**Data:**
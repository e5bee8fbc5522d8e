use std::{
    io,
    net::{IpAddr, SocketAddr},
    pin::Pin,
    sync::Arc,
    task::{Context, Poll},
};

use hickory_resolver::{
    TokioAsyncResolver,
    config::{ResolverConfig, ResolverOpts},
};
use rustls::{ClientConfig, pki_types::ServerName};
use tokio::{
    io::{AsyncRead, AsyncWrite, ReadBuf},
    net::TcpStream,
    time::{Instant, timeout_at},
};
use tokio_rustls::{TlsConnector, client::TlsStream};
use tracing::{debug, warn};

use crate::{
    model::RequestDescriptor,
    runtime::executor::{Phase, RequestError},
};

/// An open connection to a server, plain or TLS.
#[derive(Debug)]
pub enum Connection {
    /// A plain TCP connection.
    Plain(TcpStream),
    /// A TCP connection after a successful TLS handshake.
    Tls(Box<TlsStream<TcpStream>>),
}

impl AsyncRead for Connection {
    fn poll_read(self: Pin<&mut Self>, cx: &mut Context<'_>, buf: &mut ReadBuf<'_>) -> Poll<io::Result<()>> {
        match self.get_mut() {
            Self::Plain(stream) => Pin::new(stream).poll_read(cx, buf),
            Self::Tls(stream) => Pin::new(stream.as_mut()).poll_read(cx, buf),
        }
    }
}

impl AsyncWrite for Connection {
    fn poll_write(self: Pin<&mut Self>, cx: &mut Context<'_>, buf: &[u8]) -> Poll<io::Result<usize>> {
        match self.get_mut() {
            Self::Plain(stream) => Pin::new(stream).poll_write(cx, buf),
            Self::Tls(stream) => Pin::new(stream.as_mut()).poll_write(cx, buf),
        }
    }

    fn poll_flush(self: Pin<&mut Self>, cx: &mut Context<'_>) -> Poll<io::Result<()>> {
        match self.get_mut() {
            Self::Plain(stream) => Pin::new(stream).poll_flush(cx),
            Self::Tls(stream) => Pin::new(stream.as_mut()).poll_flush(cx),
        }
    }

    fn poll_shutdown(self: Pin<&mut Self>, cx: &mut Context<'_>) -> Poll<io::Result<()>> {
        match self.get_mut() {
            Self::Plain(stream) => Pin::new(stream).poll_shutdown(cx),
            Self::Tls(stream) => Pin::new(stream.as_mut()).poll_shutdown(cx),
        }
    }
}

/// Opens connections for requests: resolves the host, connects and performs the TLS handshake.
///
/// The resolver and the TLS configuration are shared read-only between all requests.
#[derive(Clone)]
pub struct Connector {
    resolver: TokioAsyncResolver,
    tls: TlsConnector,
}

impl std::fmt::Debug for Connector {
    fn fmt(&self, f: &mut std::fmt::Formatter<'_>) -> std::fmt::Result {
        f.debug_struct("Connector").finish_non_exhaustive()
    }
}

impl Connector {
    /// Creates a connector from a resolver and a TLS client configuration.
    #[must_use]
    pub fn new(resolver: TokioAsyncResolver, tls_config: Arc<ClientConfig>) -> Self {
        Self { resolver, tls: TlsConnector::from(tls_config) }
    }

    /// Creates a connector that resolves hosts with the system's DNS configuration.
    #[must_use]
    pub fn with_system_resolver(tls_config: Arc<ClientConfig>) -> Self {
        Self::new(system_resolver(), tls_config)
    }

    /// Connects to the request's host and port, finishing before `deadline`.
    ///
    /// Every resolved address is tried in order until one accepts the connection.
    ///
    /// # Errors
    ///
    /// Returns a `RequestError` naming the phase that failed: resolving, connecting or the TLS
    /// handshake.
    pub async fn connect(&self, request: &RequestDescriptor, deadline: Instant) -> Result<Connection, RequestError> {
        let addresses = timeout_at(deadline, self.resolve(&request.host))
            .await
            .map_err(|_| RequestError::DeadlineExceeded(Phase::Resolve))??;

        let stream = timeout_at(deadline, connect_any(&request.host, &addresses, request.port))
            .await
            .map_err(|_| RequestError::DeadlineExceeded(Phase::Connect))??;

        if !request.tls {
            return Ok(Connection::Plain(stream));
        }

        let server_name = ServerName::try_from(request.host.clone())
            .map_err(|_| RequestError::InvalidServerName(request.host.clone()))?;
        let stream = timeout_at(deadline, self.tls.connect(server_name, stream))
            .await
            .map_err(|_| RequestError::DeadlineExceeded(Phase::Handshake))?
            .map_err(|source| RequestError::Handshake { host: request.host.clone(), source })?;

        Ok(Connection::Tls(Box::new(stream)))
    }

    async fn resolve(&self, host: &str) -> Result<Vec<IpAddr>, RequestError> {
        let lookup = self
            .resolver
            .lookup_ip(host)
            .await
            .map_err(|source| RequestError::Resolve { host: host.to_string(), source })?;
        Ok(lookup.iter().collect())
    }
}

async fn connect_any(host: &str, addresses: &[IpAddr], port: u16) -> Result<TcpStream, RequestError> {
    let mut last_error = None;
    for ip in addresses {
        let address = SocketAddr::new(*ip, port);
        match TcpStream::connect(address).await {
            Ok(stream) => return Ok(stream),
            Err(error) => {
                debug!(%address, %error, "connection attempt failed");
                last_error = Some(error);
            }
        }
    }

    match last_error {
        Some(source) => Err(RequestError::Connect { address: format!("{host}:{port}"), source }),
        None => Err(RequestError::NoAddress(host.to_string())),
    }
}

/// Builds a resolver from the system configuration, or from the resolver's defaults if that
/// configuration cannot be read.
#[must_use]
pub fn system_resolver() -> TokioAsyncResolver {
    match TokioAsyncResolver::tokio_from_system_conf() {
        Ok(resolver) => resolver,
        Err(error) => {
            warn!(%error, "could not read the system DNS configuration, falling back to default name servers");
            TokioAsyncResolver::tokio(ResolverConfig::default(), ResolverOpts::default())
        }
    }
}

**Problem to solve:**
Among the lines of the entries, count those containing the string "that" and give only the number.

**Exercise answer:**
3